I'm sure the ice is not thick enough to walk on, but the grass on the way makes a satisfying crunch. You would never guess that at least a hundred little fish live under that ice!


The young deer who live here are big enough to hang out in the field now. One of this years' crop seems to be the blackish kind. Especially in certain light and angles of view, it looks black all over its blanket, the area from head to tail, on top, where the deer would get wet if rain fell.
It may be a lot of long coarse guard hairs I see, or a lack of downy undercoat. I have seen this type of deer with clumps of fur falling out in patches. I wonder if the black top kind of deer is more vulnerable to this condition, or if it is the result. I watch these deer grow from this teenage size to full grown and sometimes this color thing seems to shift, with the deer looking ragged for a while, then recovering after a few months.
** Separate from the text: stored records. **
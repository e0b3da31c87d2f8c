//! # Prometheus Metrics
//!
//! Exposes the resolution counters of every node this process runs.
//! Scraped by Prometheus at `/metrics` on the API port.
//!
//! The protocol crate keeps its own lock-free counters; this module samples
//! them into gauges right before each scrape so the two never drift.
//! All metrics live in a dedicated [`prometheus::Registry`] prefixed
//! `shardnet_`.

use prometheus::{Encoder, IntGauge, Registry, TextEncoder};

use shardnet_protocol::network::StatsSnapshot;

/// Holds all Prometheus metric handles for the process.
#[derive(Clone)]
pub struct NodeMetrics {
    registry: Registry,
    /// Number of nodes running in this process.
    pub nodes: IntGauge,
    /// Blocks held across all block caches.
    pub cached_blocks: IntGauge,
    pub cache_hits: IntGauge,
    pub gossip_peer_hits: IntGauge,
    pub dht_hits: IntGauge,
    pub resolutions_exhausted: IntGauge,
    pub streams_served: IntGauge,
    pub gossip_received: IntGauge,
    pub gossip_dropped: IntGauge,
}

impl NodeMetrics {
    /// Creates and registers all metrics. Call once at startup.
    pub fn new() -> Result<Self, prometheus::Error> {
        let registry = Registry::new_custom(Some("shardnet".into()), None)?;

        let gauge = |name: &str, help: &str| -> Result<IntGauge, prometheus::Error> {
            let gauge = IntGauge::new(name, help)?;
            registry.register(Box::new(gauge.clone()))?;
            Ok(gauge)
        };

        let nodes = gauge("nodes", "Number of nodes running in this process")?;
        let cached_blocks = gauge("cached_blocks", "Blocks held across all result caches")?;
        let cache_hits = gauge("cache_hits", "Resolutions answered from a result cache")?;
        let gossip_peer_hits = gauge(
            "gossip_peer_hits",
            "Resolutions answered by a gossip-mesh peer",
        )?;
        let dht_hits = gauge("dht_hits", "Resolutions answered by a DHT provider")?;
        let resolutions_exhausted = gauge(
            "resolutions_exhausted",
            "Resolutions that ran out of candidate peers",
        )?;
        let streams_served = gauge("streams_served", "Inbound request streams handled")?;
        let gossip_received = gauge("gossip_received", "Gossip messages decoded and delivered")?;
        let gossip_dropped = gauge("gossip_dropped", "Gossip messages that failed to decode")?;

        Ok(Self {
            registry,
            nodes,
            cached_blocks,
            cache_hits,
            gossip_peer_hits,
            dht_hits,
            resolutions_exhausted,
            streams_served,
            gossip_received,
            gossip_dropped,
        })
    }

    /// Copies a stats snapshot into the gauges.
    pub fn observe(&self, stats: &StatsSnapshot) {
        self.cache_hits.set(stats.cache_hits as i64);
        self.gossip_peer_hits.set(stats.gossip_peer_hits as i64);
        self.dht_hits.set(stats.dht_hits as i64);
        self.resolutions_exhausted.set(stats.exhausted as i64);
        self.streams_served.set(stats.streams_served as i64);
        self.gossip_received.set(stats.gossip_received as i64);
        self.gossip_dropped.set(stats.gossip_dropped as i64);
    }

    /// Encodes all registered metrics into the Prometheus text exposition format.
    pub fn encode(&self) -> Result<String, prometheus::Error> {
        let encoder = TextEncoder::new();
        let metric_families = self.registry.gather();
        let mut buffer = Vec::new();
        encoder.encode(&metric_families, &mut buffer)?;
        String::from_utf8(buffer).map_err(|e| prometheus::Error::Msg(e.to_string()))
    }
}

/// Sums per-node snapshots into one process-wide view.
pub fn total<'a>(snapshots: impl IntoIterator<Item = &'a StatsSnapshot>) -> StatsSnapshot {
    snapshots
        .into_iter()
        .fold(StatsSnapshot::default(), |acc, s| StatsSnapshot {
            cache_hits: acc.cache_hits + s.cache_hits,
            gossip_peer_hits: acc.gossip_peer_hits + s.gossip_peer_hits,
            dht_hits: acc.dht_hits + s.dht_hits,
            exhausted: acc.exhausted + s.exhausted,
            streams_served: acc.streams_served + s.streams_served,
            gossip_received: acc.gossip_received + s.gossip_received,
            gossip_dropped: acc.gossip_dropped + s.gossip_dropped,
        })
}

#[cfg(test)]
mod tests {
    use super::*;

    #[test]
    fn observed_snapshot_shows_up_in_exposition() {
        let metrics = NodeMetrics::new().unwrap();
        metrics.observe(&StatsSnapshot {
            dht_hits: 7,
            exhausted: 2,
            ..StatsSnapshot::default()
        });

        let text = metrics.encode().unwrap();
        assert!(text.contains("shardnet_dht_hits 7"));
        assert!(text.contains("shardnet_resolutions_exhausted 2"));
        assert!(text.contains("shardnet_cache_hits 0"));
    }

    #[test]
    fn total_sums_every_field() {
        let a = StatsSnapshot {
            cache_hits: 1,
            streams_served: 4,
            ..StatsSnapshot::default()
        };
        let b = StatsSnapshot {
            cache_hits: 2,
            gossip_dropped: 1,
            ..StatsSnapshot::default()
        };
        let sum = total([&a, &b]);
        assert_eq!(sum.cache_hits, 3);
        assert_eq!(sum.streams_served, 4);
        assert_eq!(sum.gossip_dropped, 1);
        let none: [&StatsSnapshot; 0] = [];
        assert_eq!(total(none), StatsSnapshot::default());
    }
}
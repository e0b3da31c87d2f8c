//! # CLI Interface
//!
//! Defines the command-line argument structure for `shardnet-node` using
//! `clap` derive. Supports three subcommands: `devnet`, `topic`, and
//! `version`.

use clap::{Args, Parser, Subcommand};
use std::path::PathBuf;

use crate::logging::LogFormat;

/// Shardnet resolution node.
///
/// Runs the shard-scoped block, header and transaction resolution layer,
/// serves a status API, and exposes Prometheus metrics.
#[derive(Parser, Debug)]
#[command(
    name = "shardnet-node",
    about = "Shardnet resolution node",
    version,
    propagate_version = true
)]
pub struct ShardnetNodeCli {
    /// Log output format.
    #[arg(long, global = true, value_enum, env = "SHARDNET_LOG_FORMAT", default_value = "pretty")]
    pub log_format: LogFormat,

    /// Default log directive when `RUST_LOG` is unset.
    #[arg(
        long,
        global = true,
        env = "SHARDNET_LOG_LEVEL",
        default_value = "shardnet_node=info,shardnet_protocol=info"
    )]
    pub log_level: String,

    /// Subcommand to execute.
    #[command(subcommand)]
    pub command: Commands,
}

#[derive(Subcommand, Debug)]
pub enum Commands {
    /// Run several nodes over an in-process network and serve their status.
    Devnet(DevnetArgs),
    /// Print the gossip topic and DHT routing key for a shard.
    Topic(TopicArgs),
    /// Print version information and exit.
    Version,
}

/// Arguments for the `devnet` subcommand.
#[derive(Args, Debug)]
pub struct DevnetArgs {
    /// Path to a JSON node configuration file.
    ///
    /// Fields left out of the file keep their defaults.
    #[arg(long, short = 'c', env = "SHARDNET_CONFIG")]
    pub config: Option<PathBuf>,

    /// Number of nodes to run. The first one is the boot peer.
    #[arg(long, short = 'n', env = "SHARDNET_DEVNET_NODES", default_value_t = 4)]
    pub nodes: usize,

    /// Shard the devnet produces into, e.g. `zone-0-0` or `region-1`.
    #[arg(long, env = "SHARDNET_LOCATION", default_value = "zone-0-0")]
    pub location: String,

    /// Milliseconds between produced blocks.
    #[arg(long, env = "SHARDNET_BLOCK_INTERVAL_MS", default_value_t = 2_000)]
    pub block_interval_ms: u64,

    /// Port for the status and metrics API.
    #[arg(long, env = "SHARDNET_API_PORT", default_value_t = 9841)]
    pub api_port: u16,

    /// Overrides `cache_capacity` from the config file.
    #[arg(long, env = "SHARDNET_CACHE_CAPACITY")]
    pub cache_capacity: Option<usize>,

    /// Overrides the number of DHT rounds per resolution.
    #[arg(long, env = "SHARDNET_DHT_RETRIES")]
    pub dht_retries: Option<u32>,
}

/// Arguments for the `topic` subcommand.
#[derive(Args, Debug)]
pub struct TopicArgs {
    /// Shard name: `prime`, `region-<r>` or `zone-<r>-<z>`.
    pub location: String,

    /// Data kind: `blocks`, `headers` or `transactions`.
    #[arg(default_value = "blocks")]
    pub kind: String,
}
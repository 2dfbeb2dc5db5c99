use bytes::Bytes;
use serde_json::json;
use warp::{
    http::{Method, StatusCode},
    reject::Rejection,
    reply::Response,
    Filter,
};

use crate::{
    api::{
        openapi::{CredentialsRequest, ProfileUpdateRequest, SignupRequest, TokenResponse},
        routes::{json_body, json_response, parse_form, respond},
        serializers,
    },
    authentication::middleware::with_session,
    database::schema::{Profile, User},
    error::{ApiResult, Error},
    services::users,
    state::{with_state, AppState},
};

/// `/create`, `/token` and `/me` below `/api/user`.
pub fn routes(state: AppState) -> impl Filter<Extract = (Response,), Error = Rejection> + Clone {
    let create = warp::path!("create")
        .and(warp::post())
        .and(json_body())
        .and(with_state(state.clone()))
        .and_then(create_user);

    let token = warp::path!("token")
        .and(warp::post())
        .and(json_body())
        .and(with_state(state.clone()))
        .and_then(create_token);

    let me = warp::path!("me")
        .and(warp::method())
        .and(with_session(state.clone()))
        .and(json_body())
        .and(with_state(state))
        .and_then(manage_user);

    create.or(token).unify().or(me).unify()
}

async fn create_user(body: Bytes, state: AppState) -> Result<Response, Rejection> {
    respond(signup(&body, &state).await)
}

#[utoipa::path(
    post,
    path = "/api/user/create",
    tag = "user",
    operation_id = "create_user",
    request_body = SignupRequest,
    responses(
        (status = 201, description = "User created", body = Profile),
        (status = 400, description = "Invalid payload or email already in use"),
    )
)]
pub(crate) async fn signup(body: &[u8], state: &AppState) -> ApiResult<Response> {
    let payload = serializers::signup(&parse_form(body)?)?;
    let user =
        users::create_user(&*state.store, &payload.email, &payload.password, payload.extra).await?;

    Ok(json_response(
        &json!({ "email": user.email, "name": user.name }),
        StatusCode::CREATED,
    ))
}

async fn create_token(body: Bytes, state: AppState) -> Result<Response, Rejection> {
    respond(login(&body, &state).await)
}

#[utoipa::path(
    post,
    path = "/api/user/token",
    tag = "user",
    operation_id = "create_token",
    request_body = CredentialsRequest,
    responses(
        (status = 200, description = "Token for the user", body = TokenResponse),
        (status = 400, description = "Unable to authenticate with provided credentials"),
    )
)]
pub(crate) async fn login(body: &[u8], state: &AppState) -> ApiResult<Response> {
    let credentials = serializers::credentials(&parse_form(body)?)?;
    let token = users::authenticate(
        &*state.store,
        &state.tokens,
        &credentials.email,
        &credentials.password,
    )
    .await?;

    Ok(json_response(&json!({ "token": token }), StatusCode::OK))
}

async fn manage_user(
    method: Method,
    user: User,
    body: Bytes,
    state: AppState,
) -> Result<Response, Rejection> {
    let result = match method {
        Method::GET => profile(&user).await,
        Method::PATCH => update_me(&user, &body, &state).await,
        other => Err(Error::method_not_allowed(&other)),
    };
    respond(result)
}

#[utoipa::path(
    get,
    path = "/api/user/me",
    tag = "user",
    operation_id = "retrieve_me",
    responses(
        (status = 200, description = "Profile of the caller", body = Profile),
        (status = 401, description = "Missing or invalid token"),
    ),
    security(("token_auth" = []))
)]
pub(crate) async fn profile(user: &User) -> ApiResult<Response> {
    Ok(json_response(&users::get_profile(user), StatusCode::OK))
}

#[utoipa::path(
    patch,
    path = "/api/user/me",
    tag = "user",
    operation_id = "update_me",
    request_body = ProfileUpdateRequest,
    responses(
        (status = 200, description = "Updated profile", body = Profile),
        (status = 400, description = "Invalid payload"),
        (status = 401, description = "Missing or invalid token"),
    ),
    security(("token_auth" = []))
)]
pub(crate) async fn update_me(user: &User, body: &[u8], state: &AppState) -> ApiResult<Response> {
    let update = serializers::profile_changes(&parse_form(body)?)?;
    let profile = users::update_profile(&*state.store, user, update).await?;

    Ok(json_response(&profile, StatusCode::OK))
}
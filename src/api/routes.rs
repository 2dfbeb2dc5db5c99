use std::convert::Infallible;

use bytes::{Buf, BufMut, Bytes, BytesMut};
use futures_util::{Stream, TryStreamExt};
use serde::Serialize;
use warp::{
    filters::BoxedFilter,
    http::StatusCode,
    reject::Rejection,
    reply::{self, Response},
    Filter, Reply,
};

use crate::{
    api::{openapi, recipes, taxonomy, users},
    constants::MAX_JSON_BODY_BYTES,
    database::{form::Form, schema::Taxonomy},
    error::{handle_rejection, ApiResult, Error, HtmlError},
    state::AppState,
};

pub fn json_response<T: Serialize>(value: &T, status: StatusCode) -> Response {
    reply::with_status(reply::json(value), status).into_response()
}

pub fn no_content() -> Response {
    StatusCode::NO_CONTENT.into_response()
}

/// Turns a handler outcome into a response. Handler errors never become
/// rejections so that they are not mixed with the routing ones.
pub fn respond(result: ApiResult<Response>) -> Result<Response, Rejection> {
    Ok(result.into_response())
}

fn too_large() -> Error {
    HtmlError::PayloadTooLarge.new(format!("Request body exceeds {MAX_JSON_BODY_BYTES} bytes."))
}

/// Raw request body, refused with 413 once it grows above the JSON limit.
/// A declared `content-length` is checked before anything is read; bodies
/// without one are counted while they stream in.
pub fn json_body() -> impl Filter<Extract = (Bytes,), Error = Rejection> + Clone {
    warp::header::optional::<u64>("content-length")
        .and_then(|length: Option<u64>| async move {
            match length {
                Some(length) if length > MAX_JSON_BODY_BYTES => {
                    Err(warp::reject::custom(too_large()))
                }
                _ => Ok(()),
            }
        })
        .untuple_one()
        .and(warp::body::stream())
        .and_then(collect_json_body)
}

async fn collect_json_body<S, B>(body: S) -> Result<Bytes, Rejection>
where
    S: Stream<Item = Result<B, warp::Error>>,
    B: Buf,
{
    read_limited(body, MAX_JSON_BODY_BYTES)
        .await
        .map_err(warp::reject::custom)
}

/// Buffers `body`, failing as soon as more than `limit` bytes have arrived.
pub async fn read_limited<S, B>(body: S, limit: u64) -> Result<Bytes, Error>
where
    S: Stream<Item = Result<B, warp::Error>>,
    B: Buf,
{
    futures_util::pin_mut!(body);
    let mut buffer = BytesMut::new();

    while let Some(chunk) = body.try_next().await.map_err(|e| {
        log::debug!("Failed to read request body: {e}");
        HtmlError::InvalidRequest.new("Request body could not be read.")
    })? {
        if (buffer.len() + chunk.remaining()) as u64 > limit {
            return Err(too_large());
        }
        buffer.put(chunk);
    }

    Ok(buffer.freeze())
}

pub fn parse_form(body: &[u8]) -> Result<Form, Error> {
    Form::from_slice(body).map_err(Error::from)
}

pub fn api(state: AppState) -> BoxedFilter<(Response,)> {
    let user = warp::path!("api" / "user" / ..).and(users::routes(state.clone()));

    let recipe = warp::path!("api" / "recipe" / ..).and(
        recipes::routes(state.clone())
            .or(taxonomy::routes(Taxonomy::Tag, state.clone()))
            .unify()
            .or(taxonomy::routes(Taxonomy::Ingredient, state))
            .unify(),
    );

    user.or(recipe)
        .unify()
        .or(openapi::routes())
        .unify()
        .boxed()
}

pub fn media(state: &AppState) -> BoxedFilter<(Response,)> {
    warp::path("media")
        .and(warp::get())
        .and(warp::fs::dir(state.media.root().to_path_buf()))
        .map(|file: warp::fs::File| file.into_response())
        .boxed()
}

/// The complete application: API, media files, error rendering and access
/// logging.
pub fn app(state: AppState) -> impl Filter<Extract = (impl Reply,), Error = Infallible> + Clone {
    let media = media(&state);

    api(state)
        .or(media)
        .unify()
        .recover(handle_rejection)
        .with(warp::log("recipe_api::http"))
}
Alura the neighbor cat checks out the field and pond in her daily rounds. Today she sits for a while, peering into the pond. Her long and fluffy fur colors are this exquisite mix of white like the frost, blond like the dead grass of November, and grey like the trees. Her reflection in the clear ice is mirror sharp against blue sky in the full midday sun without a cloud in the sky. Despite the sun, the pond stays frozen all day.

Night falls early up north and I hear a fox cry out in the dark nearby. It is a chilling combination of a bark and a shriek.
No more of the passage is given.